* Task directions
Please start at the first line of the records beneath and quote each line exactly, ending with the line containing "return None;".

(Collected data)
===

//! Text command parsing and dispatch.
//!
//! | Command | Effect |
//! |---------|--------|
//! | `!points propose <@user> <+N\|-N> <reason>` | open a poll |
//! | `!points close <messageId>` | conclude a poll early |
//! | `!points leaderboard` | top balances |
//! | `!points balance [<@user>]` | one balance, default the caller |
//! | `!points pending` | open polls |

use crate::error::FatalReporter;
use crate::platform::{InboundMessage, NotificationSink};
use crate::service::{PointsService, ProposalRequest};
use std::sync::Arc;
use tokio::sync::mpsc;
use tokio_util::sync::CancellationToken;
use tracing::{debug, info, warn};

/// A parsed text command.
#[derive(Debug, Clone, PartialEq, Eq)]
pub enum Command {
    Propose {
        beneficiary_id: String,
        point_delta: i64,
        reason: String,
    },
    Close {
        message_id: String,
    },
    Leaderboard,
    Balance {
        /// `None` means the caller.
        participant_id: Option<String>,
    },
    Pending,
    Help,
}

/// Why a prefixed message could not be parsed.
#[derive(Debug, Clone, PartialEq, Eq, thiserror::Error)]
pub enum CommandError {
    #[error("unknown command `{0}`")]
    Unknown(String),
    #[error("`{0}` is not a user mention")]
    BadMention(String),
    #[error("`{0}` is not a whole number of points")]
    BadDelta(String),
    #[error("missing {0}")]
    Missing(&'static str),
}

/// Usage text replied after a parse error or `help`.
#[must_use]
pub fn usage(prefix: &str) -> String {
    format!(
        "Usage:\n\
         `{prefix} propose <@user> <+N|-N> <reason>`\n\
         `{prefix} close <messageId>`\n\
         `{prefix} leaderboard`\n\
         `{prefix} balance [<@user>]`\n\
         `{prefix} pending`"
    )
}

/// Parse `content` as a command. Returns `None` when it does not start with
/// `prefix` as a whole word.
pub fn parse_command(prefix: &str, content: &str) -> Option<Result<Command, CommandError>> {
    let rest = content.trim().strip_prefix(prefix)?;
    if !rest.is_empty() && !rest.starts_with(char::is_whitespace) {
        return None;
    }

    let mut words = rest.split_whitespace();
    let Some(verb) = words.next() else {
        return Some(Ok(Command::Help));
    };

    let parsed = match verb.to_ascii_lowercase().as_str() {
        "propose" => parse_propose(words),
        "close" => words
            .next()
            .map(|id| Command::Close {
                message_id: id.to_owned(),
            })
            .ok_or(CommandError::Missing("message id")),
        "leaderboard" | "top" => Ok(Command::Leaderboard),
        "balance" => match words.next() {
            None => Ok(Command::Balance {
                participant_id: None,
            }),
            Some(word) => parse_mention(word).map(|id| Command::Balance {
                participant_id: Some(id),
            }),
        },
        "pending" => Ok(Command::Pending),
        "help" => Ok(Command::Help),
        other => Err(CommandError::Unknown(other.to_owned())),
    };
    Some(parsed)
}

fn parse_propose<'a>(mut words: impl Iterator<Item = &'a str>) -> Result<Command, CommandError> {
    let mention = words.next().ok_or(CommandError::Missing("user"))?;
    let beneficiary_id = parse_mention(mention)?;

    let delta = words.next().ok_or(CommandError::Missing("point change"))?;
    let point_delta = delta
        .parse::<i64>()
        .map_err(|_| CommandError::BadDelta(delta.to_owned()))?;

    let reason = words.collect::<Vec<_>>().join(" ");
    if reason.is_empty() {
        return Err(CommandError::Missing("reason"));
    }

    Ok(Command::Propose {
        beneficiary_id,
        point_delta,
        reason,
    })
}

/// Accepts `<@id>`, `<@!id>` or a bare id.
fn parse_mention(word: &str) -> Result<String, CommandError> {
    let id = word
        .strip_prefix("<@")
        .and_then(|inner| inner.strip_suffix('>'))
        .map(|inner| inner.trim_start_matches('!'))
        .unwrap_or(word);
    let valid = !id.is_empty()
        && id
            .chars()
            .all(|c| c.is_ascii_alphanumeric() || c == '-' || c == '_');
    if valid {
        Ok(id.to_owned())
    } else {
        Err(CommandError::BadMention(word.to_owned()))
    }
}

/// Routes inbound messages to the [`PointsService`] and replies in-channel.
pub struct CommandRouter {
    service: Arc<PointsService>,
    replies: Arc<dyn NotificationSink>,
    prefix: String,
    fatal: FatalReporter,
}

impl CommandRouter {
    #[must_use]
    pub fn new(
        service: Arc<PointsService>,
        replies: Arc<dyn NotificationSink>,
        prefix: impl Into<String>,
        fatal: FatalReporter,
    ) -> Self {
        Self {
            service,
            replies,
            prefix: prefix.into(),
            fatal,
        }
    }

    /// Handle one message and return the reply text, if any. Fatal service
    /// errors are forwarded to the fatal channel.
    pub async fn handle(&self, message: &InboundMessage) -> Option<String> {
        let command = match parse_command(&self.prefix, &message.content)? {
            Ok(command) => command,
            Err(e) => return Some(format!("{e}\n{}", usage(&self.prefix))),
        };
        debug!(
            "command {} from {}: {command:?}",
            message.message_id, message.author_id
        );

        match command {
            Command::Propose {
                beneficiary_id,
                point_delta,
                reason,
            } => {
                let request = ProposalRequest {
                    beneficiary_id,
                    point_delta,
                    reason,
                    creator_id: Some(message.author_id.clone()),
                    channel_id: message.channel_id.clone(),
                };
                // The poll message itself is the reply.
                match self.service.propose(request).await {
                    Ok(_) => None,
                    Err(e) => self.reply_error("propose", e),
                }
            }
            Command::Close { message_id } => {
                // The conclusion engine announces the result.
                match self
                    .service
                    .conclude_now(&message_id, &message.author_id)
                    .await
                {
                    Ok(_) => None,
                    Err(e) => self.reply_error("close", e),
                }
            }
            Command::Leaderboard => Some(self.service.leaderboard().await),
            Command::Balance { participant_id } => {
                let id = participant_id.unwrap_or_else(|| message.author_id.clone());
                Some(format!("<@{id}> has {} points.", self.service.balance(&id)))
            }
            Command::Pending => Some(render_pending(&self.service)),
            Command::Help => Some(usage(&self.prefix)),
        }
    }

    fn reply_error(&self, context: &str, err: crate::error::BotError) -> Option<String> {
        let text = err.to_string();
        if self.fatal.report(context, err) {
            return Some("Points are unavailable right now.".to_owned());
        }
        Some(text)
    }

    /// Consume messages until the channel closes or `shutdown` fires.
    pub async fn run(&self, mut inbound: mpsc::Receiver<InboundMessage>, shutdown: CancellationToken) {
        loop {
            let message = tokio::select! {
                () = shutdown.cancelled() => break,
                next = inbound.recv() => match next {
                    Some(message) => message,
                    None => break,
                },
            };

            let Some(reply) = self.handle(&message).await else {
                continue;
            };
            if let Err(e) = self.replies.notify(&message.channel_id, &reply).await {
                warn!("failed to reply in {}: {e}", message.channel_id);
            }
        }
        info!("command router stopped");
    }
}

fn render_pending(service: &PointsService) -> String {
    let pending = service.pending();
    if pending.is_empty() {
        return "No polls are open.".to_owned();
    }
    pending
        .iter()
        .map(|poll| {
            format!(
                "`{}` {} for <@{}>: \"{}\" closes <t:{}:R>",
                poll.message_id,
                crate::polls::record::format_delta(poll.point_delta),
                poll.beneficiary_id,
                poll.reason,
                poll.expires_at.timestamp()
            )
        })
        .collect::<Vec<_>>()
        .join("\n")
}
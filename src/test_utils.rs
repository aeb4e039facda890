//! Shared test utilities used across multiple test modules.

use crate::error::{BotError, Result};
use crate::platform::{DisplayNameResolver, NotificationSink, PollPoster, VoteTallySource};
use crate::polls::record::PollRecord;
use async_trait::async_trait;
use chrono::{Duration, Utc};
use std::collections::HashMap;
use std::sync::Mutex;
use std::sync::atomic::{AtomicBool, AtomicU64, Ordering};

/// Pending poll for `beneficiary_id` that expires in one hour.
pub fn sample_record(message_id: &str, beneficiary_id: &str, delta: i64) -> PollRecord {
    PollRecord {
        message_id: message_id.to_owned(),
        channel_id: "chan".to_owned(),
        beneficiary_id: beneficiary_id.to_owned(),
        creator_id: Some("creator".to_owned()),
        point_delta: delta,
        reason: "demo".to_owned(),
        expires_at: Utc::now() + Duration::hours(1),
    }
}

/// In-memory chat platform.
///
/// Every poll message carries the bot's own seed reactions in addition to the
/// votes configured with [`set_votes`](Self::set_votes).
pub struct FakeChat {
    bot_id: String,
    votes: Mutex<HashMap<String, (usize, usize)>>,
    notifications: Mutex<Vec<(String, String)>>,
    posted: Mutex<Vec<(String, String)>>,
    next_id: AtomicU64,
    tally_fails: AtomicBool,
    notify_fails: AtomicBool,
    post_fails: AtomicBool,
    tally_delay: Mutex<std::time::Duration>,
}

impl FakeChat {
    pub fn new(bot_id: &str) -> Self {
        Self {
            bot_id: bot_id.to_owned(),
            votes: Mutex::new(HashMap::new()),
            notifications: Mutex::new(Vec::new()),
            posted: Mutex::new(Vec::new()),
            next_id: AtomicU64::new(1),
            tally_fails: AtomicBool::new(false),
            notify_fails: AtomicBool::new(false),
            post_fails: AtomicBool::new(false),
            tally_delay: Mutex::new(std::time::Duration::ZERO),
        }
    }

    pub fn set_votes(&self, message_id: &str, approvals: usize, rejections: usize) {
        self.votes
            .lock()
            .unwrap()
            .insert(message_id.to_owned(), (approvals, rejections));
    }

    pub fn fail_tally(&self, fail: bool) {
        self.tally_fails.store(fail, Ordering::SeqCst);
    }

    pub fn fail_notify(&self, fail: bool) {
        self.notify_fails.store(fail, Ordering::SeqCst);
    }

    pub fn fail_post(&self, fail: bool) {
        self.post_fails.store(fail, Ordering::SeqCst);
    }

    /// Make every reaction query take `delay` of tokio time.
    pub fn set_tally_delay(&self, delay: std::time::Duration) {
        *self.tally_delay.lock().unwrap() = delay;
    }

    /// `(channel, text)` pairs sent through the notification sink.
    pub fn notifications(&self) -> Vec<(String, String)> {
        self.notifications.lock().unwrap().clone()
    }

    /// `(channel, text)` pairs posted as polls.
    pub fn posted(&self) -> Vec<(String, String)> {
        self.posted.lock().unwrap().clone()
    }
}

#[async_trait]
impl VoteTallySource for FakeChat {
    async fn reactors(
        &self,
        _channel_id: &str,
        message_id: &str,
        reaction: &str,
        limit: u16,
    ) -> Result<Vec<String>> {
        let delay = *self.tally_delay.lock().unwrap();
        if !delay.is_zero() {
            tokio::time::sleep(delay).await;
        }
        if self.tally_fails.load(Ordering::SeqCst) {
            return Err(BotError::Platform("reactions unavailable".to_owned()));
        }
        let (approvals, rejections) = self
            .votes
            .lock()
            .unwrap()
            .get(message_id)
            .copied()
            .unwrap_or_default();
        let (prefix, count) = if reaction == "✅" {
            ("approver", approvals)
        } else {
            ("rejecter", rejections)
        };

        let mut ids = vec![self.bot_id.clone()];
        ids.extend((0..count).map(|i| format!("{prefix}-{i}")));
        ids.truncate(usize::from(limit));
        Ok(ids)
    }
}

#[async_trait]
impl NotificationSink for FakeChat {
    async fn notify(&self, channel_id: &str, text: &str) -> Result<()> {
        if self.notify_fails.load(Ordering::SeqCst) {
            return Err(BotError::Platform("send failed".to_owned()));
        }
        self.notifications
            .lock()
            .unwrap()
            .push((channel_id.to_owned(), text.to_owned()));
        Ok(())
    }
}

#[async_trait]
impl PollPoster for FakeChat {
    async fn post_poll(&self, channel_id: &str, text: &str, _reactions: &[&str]) -> Result<String> {
        if self.post_fails.load(Ordering::SeqCst) {
            return Err(BotError::Platform("post failed".to_owned()));
        }
        self.posted
            .lock()
            .unwrap()
            .push((channel_id.to_owned(), text.to_owned()));
        let id = self.next_id.fetch_add(1, Ordering::SeqCst);
        Ok(format!("msg-{id}"))
    }
}

#[async_trait]
impl DisplayNameResolver for FakeChat {
    async fn display_name(&self, participant_id: &str) -> Result<String> {
        if participant_id.starts_with("gone") {
            return Err(BotError::Platform(format!("unknown user {participant_id}")));
        }
        Ok(format!("@{participant_id}"))
    }
}
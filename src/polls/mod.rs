//! Poll lifecycle: registry, store, scheduler, conclusion and recovery.

pub mod conclusion;
pub mod record;
pub mod recovery;
pub mod registry;
pub mod scheduler;
pub mod store;

pub use conclusion::{ConclusionEngine, VoteReactions};
pub use record::{PollOutcome, PollRecord, Tally};
pub use recovery::{Recovery, RecoveryReport};
pub use registry::PollRegistry;
pub use scheduler::{ExpiryHandler, PollScheduler};
pub use store::{PollStore, StoredPolls};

===

* Result of the exercise
//! Text command parsing and dispatch.
//!
//! | Command | Effect |
//! |---------|--------|
//! | `!points propose <@user> <+N\|-N> <reason>` | open a poll |
//! | `!points close <messageId>` | conclude a poll early |
//! | `!points leaderboard` | top balances |
//! | `!points balance [<@user>]` | one balance, default the caller |
//! | `!points pending` | open polls |

use crate::error::FatalReporter;
use crate::platform::{InboundMessage, NotificationSink};
use crate::service::{PointsService, ProposalRequest};
use std::sync::Arc;
use tokio::sync::mpsc;
use tokio_util::sync::CancellationToken;
use tracing::{debug, info, warn};

/// A parsed text command.
#[derive(Debug, Clone, PartialEq, Eq)]
pub enum Command {
    Propose {
        beneficiary_id: String,
        point_delta: i64,
        reason: String,
    },
    Close {
        message_id: String,
    },
    Leaderboard,
    Balance {
        /// `None` means the caller.
        participant_id: Option<String>,
    },
    Pending,
    Help,
}

/// Why a prefixed message could not be parsed.
#[derive(Debug, Clone, PartialEq, Eq, thiserror::Error)]
pub enum CommandError {
    #[error("unknown command `{0}`")]
    Unknown(String),
    #[error("`{0}` is not a user mention")]
    BadMention(String),
    #[error("`{0}` is not a whole number of points")]
    BadDelta(String),
    #[error("missing {0}")]
    Missing(&'static str),
}

/// Usage text replied after a parse error or `help`.
#[must_use]
pub fn usage(prefix: &str) -> String {
    format!(
        "Usage:\n\
         `{prefix} propose <@user> <+N|-N> <reason>`\n\
         `{prefix} close <messageId>`\n\
         `{prefix} leaderboard`\n\
         `{prefix} balance [<@user>]`\n\
         `{prefix} pending`"
    )
}

/// Parse `content` as a command. Returns `None` when it does not start with
/// `prefix` as a whole word.
pub fn parse_command(prefix: &str, content: &str) -> Option<Result<Command, CommandError>> {
    let rest = content.trim().strip_prefix(prefix)?;
    if !rest.is_empty() && !rest.starts_with(char::is_whitespace) {
        return None;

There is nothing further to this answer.